Saved entries:
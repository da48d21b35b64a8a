//! Configuration, paths, and logging setup for deskvault.

mod config;
mod error;
mod logging;
mod paths;

pub use config::{Config, DatabaseSettings, DEFAULT_LOG_LEVEL};
pub use error::{CoreError, CoreResult};
pub use logging::{init_logging, parse_level};
pub use paths::Paths;
//! Process-local secret store for tests and ephemeral runs.

use crate::{SecureStorage, StorageError, StorageResult};
use std::collections::HashMap;
use std::sync::atomic::{AtomicBool, Ordering};
use std::sync::{Arc, Mutex, MutexGuard};

/// In-memory [`SecureStorage`]. Clones share the same entries.
#[derive(Clone, Default)]
pub struct MemoryStorage {
    data: Arc<Mutex<HashMap<String, String>>>,
    unavailable: Arc<AtomicBool>,
}

impl MemoryStorage {
    pub fn new() -> Self {
        Self::default()
    }

    /// Make every subsequent call fail as if the platform store were locked.
    pub fn set_unavailable(&self, unavailable: bool) {
        self.unavailable.store(unavailable, Ordering::SeqCst);
    }

    fn entries(&self) -> StorageResult<MutexGuard<'_, HashMap<String, String>>> {
        if self.unavailable.load(Ordering::SeqCst) {
            return Err(StorageError::Platform("secret store is locked".to_string()));
        }
        self.data
            .lock()
            .map_err(|_| StorageError::Platform("memory storage poisoned".to_string()))
    }
}

impl SecureStorage for MemoryStorage {
    fn set(&self, account: &str, value: &str) -> StorageResult<()> {
        self.entries()?.insert(account.to_string(), value.to_string());
        Ok(())
    }

    fn get(&self, account: &str) -> StorageResult<Option<String>> {
        Ok(self.entries()?.get(account).cloned())
    }

    fn delete(&self, account: &str) -> StorageResult<bool> {
        Ok(self.entries()?.remove(account).is_some())
    }
}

## EXERCISE DIRECTIONS
An exact restatement of the data is required.

## OUTPUT BELOW
repository da48d21b35b64a8a
//! Configuration, paths, and logging setup for deskvault.

mod config;
mod error;
mod logging;
mod paths;

pub use config::{Config, DatabaseSettings, DEFAULT_LOG_LEVEL};
pub use error::{CoreError, CoreResult};
pub use logging::{init_logging, parse_level};
pub use paths::Paths;
//! Process-local secret store for tests and ephemeral runs.

use crate::{SecureStorage, StorageError, StorageResult};
use std::collections::HashMap;
use std::sync::atomic::{AtomicBool, Ordering};
use std::sync::{Arc, Mutex, MutexGuard};

/// In-memory [`SecureStorage`]. Clones share the same entries.
#[derive(Clone, Default)]
pub struct MemoryStorage {
    data: Arc<Mutex<HashMap<String, String>>>,
    unavailable: Arc<AtomicBool>,
}

impl MemoryStorage {
    pub fn new() -> Self {
        Self::default()
    }

    /// Make every subsequent call fail as if the platform store were locked.
    pub fn set_unavailable(&self, unavailable: bool) {
        self.unavailable.store(unavailable, Ordering::SeqCst);
    }

    fn entries(&self) -> StorageResult<MutexGuard<'_, HashMap<String, String>>> {
        if self.unavailable.load(Ordering::SeqCst) {
            return Err(StorageError::Platform("secret store is locked".to_string()));
        }
        self.data
            .lock()
            .map_err(|_| StorageError::Platform("memory storage poisoned".to_string()))
    }
}

impl SecureStorage for MemoryStorage {
    fn set(&self, account: &str, value: &str) -> StorageResult<()> {
        self.entries()?.insert(account.to_string(), value.to_string());
        Ok(())
    }

    fn get(&self, account: &str) -> StorageResult<Option<String>> {
        Ok(self.entries()?.get(account).cloned())
    }

    fn delete(&self, account: &str) -> StorageResult<bool> {
        Ok(self.entries()?.remove(account).is_some())
    }
}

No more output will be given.